What the exercise asks: Using the data beneath, show every line that includes the word "type".

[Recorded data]
################

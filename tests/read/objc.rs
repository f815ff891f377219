use dyld_meta::read::objc::{ObjcOpt, ObjcOptimization};
use dyld_meta::read::ErrorKind;

fn build_table(version: u32, len: usize) -> Vec<u8> {
    // The version is a u32 at offset 0 in every revision; fill the rest of
    // the record with a recognizable byte pattern.
    let mut data = vec![0u8; len];
    data[0..4].copy_from_slice(&version.to_le_bytes());
    for (index, byte) in data.iter_mut().enumerate().skip(4) {
        *byte = index as u8;
    }
    data
}

#[test]
fn version_dispatch_is_total() {
    for (version, len) in [(12u32, 16), (13, 20), (15, 32), (16, 48)] {
        let data = build_table(version, len);
        let table = ObjcOpt::parse(&data).unwrap();
        assert_eq!(table.version(), version);
    }

    for version in [0u32, 1, 11, 14, 17, 0xffff_ffff] {
        let data = build_table(version, 48);
        let err = ObjcOpt::parse(&data).unwrap_err();
        assert_eq!(err.kind(), ErrorKind::UnsupportedVersion);
    }
}

#[test]
fn truncated_table() {
    // Version 16 needs 48 bytes.
    let data = build_table(16, 20);
    let err = ObjcOpt::parse(&data).unwrap_err();
    assert_eq!(err.kind(), ErrorKind::OutOfRange);
}

#[test]
fn v12_fields() {
    let mut data = vec![0u8; 16];
    data[0..4].copy_from_slice(&12u32.to_le_bytes());
    data[4..8].copy_from_slice(&0x100i32.to_le_bytes());
    data[8..12].copy_from_slice(&(-0x200i32).to_le_bytes());
    data[12..16].copy_from_slice(&0x300i32.to_le_bytes());

    let table = ObjcOpt::parse(&data).unwrap();
    assert_eq!(table.version(), 12);
    assert_eq!(table.flags(), None);
    assert_eq!(table.selopt_offset(), 0x100);
    assert_eq!(table.headeropt_offset(), Some(-0x200));
    assert_eq!(table.clsopt_offset(), Some(0x300));
    assert_eq!(table.protocolopt_offset(), None);
    assert_eq!(table.headeropt_ro_offset(), None);
    assert_eq!(table.headeropt_rw_offset(), None);
    assert_eq!(table.large_shared_caches_class_offset(), None);
}

#[test]
fn v13_fields() {
    let mut data = vec![0u8; 20];
    data[0..4].copy_from_slice(&13u32.to_le_bytes());
    data[16..20].copy_from_slice(&0x500i32.to_le_bytes());

    let table = ObjcOpt::parse(&data).unwrap();
    assert_eq!(table.protocolopt_offset(), Some(0x500));
    assert_eq!(table.protocolopt2_offset(), None);
}

#[test]
fn v15_fields() {
    let mut data = vec![0u8; 32];
    data[0..4].copy_from_slice(&15u32.to_le_bytes());
    data[4..8].copy_from_slice(&3u32.to_le_bytes()); // flags
    data[8..12].copy_from_slice(&0x10i32.to_le_bytes()); // selopt
    data[12..16].copy_from_slice(&0x20i32.to_le_bytes()); // headeropt_ro
    data[16..20].copy_from_slice(&0x30i32.to_le_bytes()); // clsopt
    data[24..28].copy_from_slice(&0x40i32.to_le_bytes()); // headeropt_rw
    data[28..32].copy_from_slice(&0x50i32.to_le_bytes()); // protocolopt2

    let table = ObjcOpt::parse(&data).unwrap();
    assert_eq!(table.flags(), Some(3));
    assert_eq!(table.selopt_offset(), 0x10);
    assert_eq!(table.headeropt_ro_offset(), Some(0x20));
    assert_eq!(table.clsopt_offset(), Some(0x30));
    assert_eq!(table.headeropt_rw_offset(), Some(0x40));
    assert_eq!(table.protocolopt2_offset(), Some(0x50));
    assert_eq!(table.headeropt_offset(), None);
}

#[test]
fn v16_fields() {
    let mut data = vec![0u8; 48];
    data[0..4].copy_from_slice(&16u32.to_le_bytes());
    data[4..8].copy_from_slice(&7u32.to_le_bytes()); // flags
    data[8..12].copy_from_slice(&0x10i32.to_le_bytes()); // selopt
    data[12..16].copy_from_slice(&0x20i32.to_le_bytes()); // headeropt_ro
    data[24..28].copy_from_slice(&0x40i32.to_le_bytes()); // headeropt_rw
    data[32..36].copy_from_slice(&0x60i32.to_le_bytes()); // large class
    data[36..40].copy_from_slice(&0x70i32.to_le_bytes()); // large protocol
    data[40..48].copy_from_slice(&(-0x1_0000_0000i64).to_le_bytes());

    let table = ObjcOpt::parse(&data).unwrap();
    assert_eq!(table.version(), 16);
    assert_eq!(table.flags(), Some(7));
    assert_eq!(table.selopt_offset(), 0x10);
    assert_eq!(table.headeropt_ro_offset(), Some(0x20));
    assert_eq!(table.headeropt_rw_offset(), Some(0x40));
    // Version 16 replaced the class and protocol tables with the
    // large-shared-caches layout.
    assert_eq!(table.clsopt_offset(), None);
    assert_eq!(table.large_shared_caches_class_offset(), Some(0x60));
    assert_eq!(table.large_shared_caches_protocol_offset(), Some(0x70));
    assert_eq!(
        table.relative_method_selector_base_address_offset(),
        Some(-0x1_0000_0000)
    );
}

#[test]
fn modern_optimization() {
    let mut data = vec![0u8; 56];
    data[0..4].copy_from_slice(&1u32.to_le_bytes());
    data[4..8].copy_from_slice(&5u32.to_le_bytes());
    data[8..16].copy_from_slice(&0x1000u64.to_le_bytes());
    data[16..24].copy_from_slice(&0x2000u64.to_le_bytes());
    data[24..32].copy_from_slice(&0x3000u64.to_le_bytes());
    data[32..40].copy_from_slice(&0x4000u64.to_le_bytes());
    data[40..48].copy_from_slice(&0x5000u64.to_le_bytes());
    data[48..56].copy_from_slice(&0x6000u64.to_le_bytes());

    let table = ObjcOptimization::parse(&data).unwrap();
    assert_eq!(table.flags(), 5);
    assert_eq!(table.header_info_ro_offset(), 0x1000);
    assert_eq!(table.header_info_rw_offset(), 0x2000);
    assert_eq!(table.selector_hash_table_offset(), 0x3000);
    assert_eq!(table.class_hash_table_offset(), 0x4000);
    assert_eq!(table.protocol_hash_table_offset(), 0x5000);
    assert_eq!(table.relative_method_selector_base_address_offset(), 0x6000);
}

#[test]
fn modern_optimization_unsupported_version() {
    let mut data = vec![0u8; 56];
    data[0..4].copy_from_slice(&2u32.to_le_bytes());
    let err = ObjcOptimization::parse(&data).unwrap_err();
    assert_eq!(err.kind(), ErrorKind::UnsupportedVersion);
}
//! Support for reading ObjC shared-cache optimization tables.
//!
//! The version field is a little-endian u32 at offset 0 in every revision;
//! everything after it is a flat, version-specific record. All offsets are
//! returned uninterpreted, since resolving them requires the cache base
//! address, which this crate does not know.

use crate::endian::{LittleEndian, U32};
use crate::objc;
use crate::pod::Bytes;
use crate::read::{Error, ErrorKind, ReadError, Result};

/// A parsed legacy `objc_opt_t` table.
///
/// Versions 12, 13, 15 and 16 were shipped; every other version value
/// fails with `UnsupportedVersion`.
#[derive(Debug, Clone, Copy)]
pub enum ObjcOpt<'data> {
    /// Version 12.
    V12(&'data objc::ObjcOpt12<LittleEndian>),
    /// Version 13.
    V13(&'data objc::ObjcOpt13<LittleEndian>),
    /// Version 15.
    V15(&'data objc::ObjcOpt15<LittleEndian>),
    /// Version 16.
    V16(&'data objc::ObjcOpt16<LittleEndian>),
}

impl<'data> ObjcOpt<'data> {
    /// Parse an `objc_opt_t` table at the start of the given data.
    pub fn parse(data: &'data [u8]) -> Result<Self> {
        let data = Bytes(data);
        let version = data
            .read_at::<U32<LittleEndian>>(0)
            .read_error("Invalid ObjC optimization version")?
            .get(LittleEndian);
        match version {
            12 => Ok(ObjcOpt::V12(
                data.read_at(0)
                    .read_error("Invalid ObjC optimization table")?,
            )),
            13 => Ok(ObjcOpt::V13(
                data.read_at(0)
                    .read_error("Invalid ObjC optimization table")?,
            )),
            15 => Ok(ObjcOpt::V15(
                data.read_at(0)
                    .read_error("Invalid ObjC optimization table")?,
            )),
            16 => Ok(ObjcOpt::V16(
                data.read_at(0)
                    .read_error("Invalid ObjC optimization table")?,
            )),
            _ => Err(Error::new(
                ErrorKind::UnsupportedVersion,
                "Unsupported ObjC optimization version",
            )),
        }
    }

    /// The table version.
    pub fn version(&self) -> u32 {
        match self {
            ObjcOpt::V12(table) => table.version.get(LittleEndian),
            ObjcOpt::V13(table) => table.version.get(LittleEndian),
            ObjcOpt::V15(table) => table.version.get(LittleEndian),
            ObjcOpt::V16(table) => table.version.get(LittleEndian),
        }
    }

    /// The table flags. Versions before 15 have none.
    pub fn flags(&self) -> Option<u32> {
        match self {
            ObjcOpt::V12(_) | ObjcOpt::V13(_) => None,
            ObjcOpt::V15(table) => Some(table.flags.get(LittleEndian)),
            ObjcOpt::V16(table) => Some(table.flags.get(LittleEndian)),
        }
    }

    /// The offset of the selector hash table.
    pub fn selopt_offset(&self) -> i32 {
        match self {
            ObjcOpt::V12(table) => table.selopt_offset.get(LittleEndian),
            ObjcOpt::V13(table) => table.selopt_offset.get(LittleEndian),
            ObjcOpt::V15(table) => table.selopt_offset.get(LittleEndian),
            ObjcOpt::V16(table) => table.selopt_offset.get(LittleEndian),
        }
    }

    /// The offset of the unsplit header info table, for versions before 15.
    pub fn headeropt_offset(&self) -> Option<i32> {
        match self {
            ObjcOpt::V12(table) => Some(table.headeropt_offset.get(LittleEndian)),
            ObjcOpt::V13(table) => Some(table.headeropt_offset.get(LittleEndian)),
            ObjcOpt::V15(_) | ObjcOpt::V16(_) => None,
        }
    }

    /// The offset of the read-only header info table, for version 15 and
    /// later.
    pub fn headeropt_ro_offset(&self) -> Option<i32> {
        match self {
            ObjcOpt::V12(_) | ObjcOpt::V13(_) => None,
            ObjcOpt::V15(table) => Some(table.headeropt_ro_offset.get(LittleEndian)),
            ObjcOpt::V16(table) => Some(table.headeropt_ro_offset.get(LittleEndian)),
        }
    }

    /// The offset of the read-write header info table, for version 15 and
    /// later.
    pub fn headeropt_rw_offset(&self) -> Option<i32> {
        match self {
            ObjcOpt::V12(_) | ObjcOpt::V13(_) => None,
            ObjcOpt::V15(table) => Some(table.headeropt_rw_offset.get(LittleEndian)),
            ObjcOpt::V16(table) => Some(table.headeropt_rw_offset.get(LittleEndian)),
        }
    }

    /// The offset of the class hash table.
    ///
    /// Version 16 moved it to the large-shared-caches layout; see
    /// [`Self::large_shared_caches_class_offset`].
    pub fn clsopt_offset(&self) -> Option<i32> {
        match self {
            ObjcOpt::V12(table) => Some(table.clsopt_offset.get(LittleEndian)),
            ObjcOpt::V13(table) => Some(table.clsopt_offset.get(LittleEndian)),
            ObjcOpt::V15(table) => Some(table.clsopt_offset.get(LittleEndian)),
            ObjcOpt::V16(_) => None,
        }
    }

    /// The offset of the protocol hash table, for version 13.
    pub fn protocolopt_offset(&self) -> Option<i32> {
        match self {
            ObjcOpt::V13(table) => Some(table.protocolopt_offset.get(LittleEndian)),
            _ => None,
        }
    }

    /// The offset of the protocol hash table, for version 15.
    pub fn protocolopt2_offset(&self) -> Option<i32> {
        match self {
            ObjcOpt::V15(table) => Some(table.protocolopt2_offset.get(LittleEndian)),
            _ => None,
        }
    }

    /// The offset of the large-shared-caches class hash table, for
    /// version 16.
    pub fn large_shared_caches_class_offset(&self) -> Option<i32> {
        match self {
            ObjcOpt::V16(table) => Some(table.large_shared_caches_class_offset.get(LittleEndian)),
            _ => None,
        }
    }

    /// The offset of the large-shared-caches protocol hash table, for
    /// version 16.
    pub fn large_shared_caches_protocol_offset(&self) -> Option<i32> {
        match self {
            ObjcOpt::V16(table) => {
                Some(table.large_shared_caches_protocol_offset.get(LittleEndian))
            }
            _ => None,
        }
    }

    /// The offset of the relative method selector base address, for
    /// version 16.
    pub fn relative_method_selector_base_address_offset(&self) -> Option<i64> {
        match self {
            ObjcOpt::V16(table) => Some(
                table
                    .relative_method_selector_base_address_offset
                    .get(LittleEndian),
            ),
            _ => None,
        }
    }
}

/// A parsed modern ObjC optimization header.
#[derive(Debug, Clone, Copy)]
pub struct ObjcOptimization<'data> {
    table: &'data objc::ObjcOptimization<LittleEndian>,
}

impl<'data> ObjcOptimization<'data> {
    /// Parse an `objc_optimization` header at the start of the given data.
    pub fn parse(data: &'data [u8]) -> Result<Self> {
        let table = Bytes(data)
            .read_at::<objc::ObjcOptimization<LittleEndian>>(0)
            .read_error("Invalid ObjC optimization header")?;
        if table.version.get(LittleEndian) != objc::OBJC_OPTIMIZATION_VERSION {
            return Err(Error::new(
                ErrorKind::UnsupportedVersion,
                "Unsupported ObjC optimization version",
            ));
        }
        Ok(ObjcOptimization { table })
    }

    /// Return the raw header.
    pub fn table(&self) -> &'data objc::ObjcOptimization<LittleEndian> {
        self.table
    }

    /// The header flags.
    pub fn flags(&self) -> u32 {
        self.table.flags.get(LittleEndian)
    }

    /// The offset of the read-only header info table.
    pub fn header_info_ro_offset(&self) -> u64 {
        self.table.header_info_ro_cache_offset.get(LittleEndian)
    }

    /// The offset of the read-write header info table.
    pub fn header_info_rw_offset(&self) -> u64 {
        self.table.header_info_rw_cache_offset.get(LittleEndian)
    }

    /// The offset of the selector hash table.
    pub fn selector_hash_table_offset(&self) -> u64 {
        self.table.selector_hash_table_cache_offset.get(LittleEndian)
    }

    /// The offset of the class hash table.
    pub fn class_hash_table_offset(&self) -> u64 {
        self.table.class_hash_table_cache_offset.get(LittleEndian)
    }

    /// The offset of the protocol hash table.
    pub fn protocol_hash_table_offset(&self) -> u64 {
        self.table.protocol_hash_table_cache_offset.get(LittleEndian)
    }

    /// The offset of the relative method selector base address.
    pub fn relative_method_selector_base_address_offset(&self) -> u64 {
        self.table
            .relative_method_selector_base_address_offset
            .get(LittleEndian)
    }
}
use crate::error::Result;
use crate::graphql::GraphqlRequest;
use crate::pagination::PageSource;
use crate::partition::Partition;
use crate::streams::StreamDef;
use async_trait::async_trait;
use serde_json::Value;
use std::sync::Mutex;

type Responder = dyn Fn(&StreamDef, &Partition, &GraphqlRequest) -> Result<Value> + Send + Sync;

/// Page source answering from a closure and recording every request.
pub struct ScriptedSource {
    respond: Box<Responder>,
    requests: Mutex<Vec<(String, GraphqlRequest)>>,
}

impl ScriptedSource {
    pub fn new<F>(respond: F) -> Self
    where
        F: Fn(&StreamDef, &Partition, &GraphqlRequest) -> Result<Value> + Send + Sync + 'static,
    {
        Self {
            respond: Box::new(respond),
            requests: Mutex::new(Vec::new()),
        }
    }

    pub fn request_count(&self) -> usize {
        self.requests.lock().unwrap().len()
    }

    pub fn requests(&self) -> Vec<GraphqlRequest> {
        self.requests
            .lock()
            .unwrap()
            .iter()
            .map(|(_, r)| r.clone())
            .collect()
    }

    /// Partition labels in request order.
    pub fn partitions(&self) -> Vec<String> {
        self.requests
            .lock()
            .unwrap()
            .iter()
            .map(|(p, _)| p.clone())
            .collect()
    }
}

#[async_trait]
impl PageSource for ScriptedSource {
    async fn fetch_page(
        &self,
        stream: &StreamDef,
        partition: &Partition,
        request: &GraphqlRequest,
    ) -> Result<Value> {
        self.requests
            .lock()
            .unwrap()
            .push((partition.to_string(), request.clone()));
        (self.respond)(stream, partition, request)
    }
}
//! Singer message model and line-delimited writer.
//!
//! One JSON object per line: `SCHEMA` before a stream's records, `RECORD` per
//! record, and `STATE` at the end of the run.

use crate::error::Result;
use crate::post_process::Record;
use chrono::{DateTime, Utc};
use serde::Serialize;
use serde_json::Value;
use std::io::Write;

#[derive(Debug, Serialize)]
#[serde(tag = "type", rename_all = "UPPERCASE")]
pub enum Message<'a> {
    Schema {
        stream: &'a str,
        schema: Value,
        key_properties: &'a [&'a str],
    },
    Record {
        stream: &'a str,
        record: &'a Record,
        time_extracted: DateTime<Utc>,
    },
    State {
        value: Value,
    },
}

/// Writes Singer messages to any `Write` sink (stdout in the binary).
pub struct SingerWriter<W: Write> {
    out: W,
}

impl<W: Write> SingerWriter<W> {
    pub fn new(out: W) -> Self {
        Self { out }
    }

    pub fn write(&mut self, message: &Message<'_>) -> Result<()> {
        serde_json::to_writer(&mut self.out, message)?;
        self.out.write_all(b"\n")?;
        Ok(())
    }

    pub fn write_schema(&mut self, stream: &str, schema: Value, key_properties: &[&str]) -> Result<()> {
        self.write(&Message::Schema {
            stream,
            schema,
            key_properties,
        })
    }

    pub fn write_record(&mut self, stream: &str, record: &Record) -> Result<()> {
        self.write(&Message::Record {
            stream,
            record,
            time_extracted: Utc::now(),
        })
    }

    pub fn write_state(&mut self, value: Value) -> Result<()> {
        self.write(&Message::State { value })
    }

    pub fn flush(&mut self) -> Result<()> {
        self.out.flush()?;
        Ok(())
    }

    pub fn into_inner(self) -> W {
        self.out
    }
}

################

Answer for this exercise:
type Responder = dyn Fn(&StreamDef, &Partition, &GraphqlRequest) -> Result<Value> + Send + Sync;
#[serde(tag = "type", rename_all = "UPPERCASE")]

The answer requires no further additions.